Collected data:
▽

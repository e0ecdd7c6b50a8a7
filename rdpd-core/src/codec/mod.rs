//! Frame splitting for the RDP byte stream.
//!
//! The first byte of every PDU tells the two framings apart:
//!
//! ```text
//!  0x03 / 0x3c  slow path: TPKT, 16-bit big-endian length at offset 2
//!  otherwise    fast path: 1 or 2 byte PER-style length at offset 1
//! ```
//!
//! The codec only delimits frames. Parsing happens in
//! [`ServerSession`](crate::session::ServerSession).

use bytes::{Bytes, BytesMut};
use tokio_util::codec::{Decoder, Encoder};

use crate::error::{RdpError, Result};
use crate::fastpath;
use crate::iso::TPKT_HEADER_SIZE;

/// Largest frame either framing can express.
pub const MAX_FRAME_SIZE: usize = 0xFFFF;
/// Fastpath lengths carry 15 bits.
pub const MAX_FASTPATH_FRAME_SIZE: usize = 0x7FFF;

/// Splits the inbound stream into complete TPKT or fastpath frames and
/// writes pre-framed outbound PDUs untouched.
#[derive(Debug, Clone)]
pub struct RdpFrameCodec {
    max_frame: usize,
}

impl Default for RdpFrameCodec {
    fn default() -> Self {
        Self {
            max_frame: MAX_FRAME_SIZE,
        }
    }
}

impl RdpFrameCodec {
    pub fn new() -> Self {
        Self::default()
    }

    /// Lower the frame limit below what the framings allow.
    pub fn with_max_frame(max_frame: usize) -> Self {
        Self {
            max_frame: max_frame.min(MAX_FRAME_SIZE),
        }
    }

    /// Declared length of the frame at the front of `src`, once enough
    /// header bytes are buffered.
    fn frame_length(src: &[u8]) -> Result<Option<usize>> {
        let Some(&first) = src.first() else {
            return Ok(None);
        };
        if !fastpath::is_fastpath(first) {
            if src.len() < TPKT_HEADER_SIZE {
                return Ok(None);
            }
            let len = usize::from(u16::from_be_bytes([src[2], src[3]]));
            if len < TPKT_HEADER_SIZE {
                return Err(RdpError::invalid("tpkt length", len as u64));
            }
            return Ok(Some(len));
        }
        match fastpath::pdu_length(src) {
            None => Ok(None),
            Some(len) if len < 2 || len > MAX_FASTPATH_FRAME_SIZE => {
                Err(RdpError::invalid("fastpath length", len as u64))
            }
            Some(len) => Ok(Some(len)),
        }
    }
}

impl Decoder for RdpFrameCodec {
    type Item = Bytes;
    type Error = RdpError;

    fn decode(&mut self, src: &mut BytesMut) -> Result<Option<Self::Item>> {
        let Some(len) = Self::frame_length(src)? else {
            return Ok(None);
        };
        if len > self.max_frame {
            return Err(RdpError::FrameTooLarge {
                size: len,
                max: self.max_frame,
            });
        }
        if src.len() < len {
            src.reserve(len - src.len());
            return Ok(None);
        }
        Ok(Some(src.split_to(len).freeze()))
    }
}

impl Encoder<Bytes> for RdpFrameCodec {
    type Error = RdpError;

    fn encode(&mut self, item: Bytes, dst: &mut BytesMut) -> Result<()> {
        if item.len() > MAX_FRAME_SIZE {
            return Err(RdpError::FrameTooLarge {
                size: item.len(),
                max: MAX_FRAME_SIZE,
            });
        }
        dst.extend_from_slice(&item);
        Ok(())
    }
}

// ── Tests ────────────────────────────────────────────────────────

△

Instructions to follow
Set down the entries above again, word for word.

Response area
repository e0ecdd7c6b50a8a7
filename rdpd-core/src/codec/mod.rs
//! Frame splitting for the RDP byte stream.
//!
//! The first byte of every PDU tells the two framings apart:
//!
//! ```text
//!  0x03 / 0x3c  slow path: TPKT, 16-bit big-endian length at offset 2
//!  otherwise    fast path: 1 or 2 byte PER-style length at offset 1
//! ```
//!
//! The codec only delimits frames. Parsing happens in
//! [`ServerSession`](crate::session::ServerSession).

use bytes::{Bytes, BytesMut};
use tokio_util::codec::{Decoder, Encoder};

use crate::error::{RdpError, Result};
use crate::fastpath;
use crate::iso::TPKT_HEADER_SIZE;

/// Largest frame either framing can express.
pub const MAX_FRAME_SIZE: usize = 0xFFFF;
/// Fastpath lengths carry 15 bits.
pub const MAX_FASTPATH_FRAME_SIZE: usize = 0x7FFF;

/// Splits the inbound stream into complete TPKT or fastpath frames and
/// writes pre-framed outbound PDUs untouched.
#[derive(Debug, Clone)]
pub struct RdpFrameCodec {
    max_frame: usize,
}

impl Default for RdpFrameCodec {
    fn default() -> Self {
        Self {
            max_frame: MAX_FRAME_SIZE,
        }
    }
}

impl RdpFrameCodec {
    pub fn new() -> Self {
        Self::default()
    }

    /// Lower the frame limit below what the framings allow.
    pub fn with_max_frame(max_frame: usize) -> Self {
        Self {
            max_frame: max_frame.min(MAX_FRAME_SIZE),
        }
    }

    /// Declared length of the frame at the front of `src`, once enough
    /// header bytes are buffered.
    fn frame_length(src: &[u8]) -> Result<Option<usize>> {
        let Some(&first) = src.first() else {
            return Ok(None);
        };
        if !fastpath::is_fastpath(first) {
            if src.len() < TPKT_HEADER_SIZE {
                return Ok(None);
            }
            let len = usize::from(u16::from_be_bytes([src[2], src[3]]));
            if len < TPKT_HEADER_SIZE {
                return Err(RdpError::invalid("tpkt length", len as u64));
            }
            return Ok(Some(len));
        }
        match fastpath::pdu_length(src) {
            None => Ok(None),
            Some(len) if len < 2 || len > MAX_FASTPATH_FRAME_SIZE => {
                Err(RdpError::invalid("fastpath length", len as u64))
            }
            Some(len) => Ok(Some(len)),
        }
    }
}

impl Decoder for RdpFrameCodec {
    type Item = Bytes;
    type Error = RdpError;

    fn decode(&mut self, src: &mut BytesMut) -> Result<Option<Self::Item>> {
        let Some(len) = Self::frame_length(src)? else {
            return Ok(None);
        };
        if len > self.max_frame {
            return Err(RdpError::FrameTooLarge {
                size: len,
                max: self.max_frame,
            });
        }
        if src.len() < len {
            src.reserve(len - src.len());
            return Ok(None);
        }
        Ok(Some(src.split_to(len).freeze()))
    }
}

impl Encoder<Bytes> for RdpFrameCodec {
    type Error = RdpError;

    fn encode(&mut self, item: Bytes, dst: &mut BytesMut) -> Result<()> {
        if item.len() > MAX_FRAME_SIZE {
            return Err(RdpError::FrameTooLarge {
                size: item.len(),
                max: MAX_FRAME_SIZE,
            });
        }
        dst.extend_from_slice(&item);
        Ok(())
    }
}

// ── Tests ────────────────────────────────────────────────────────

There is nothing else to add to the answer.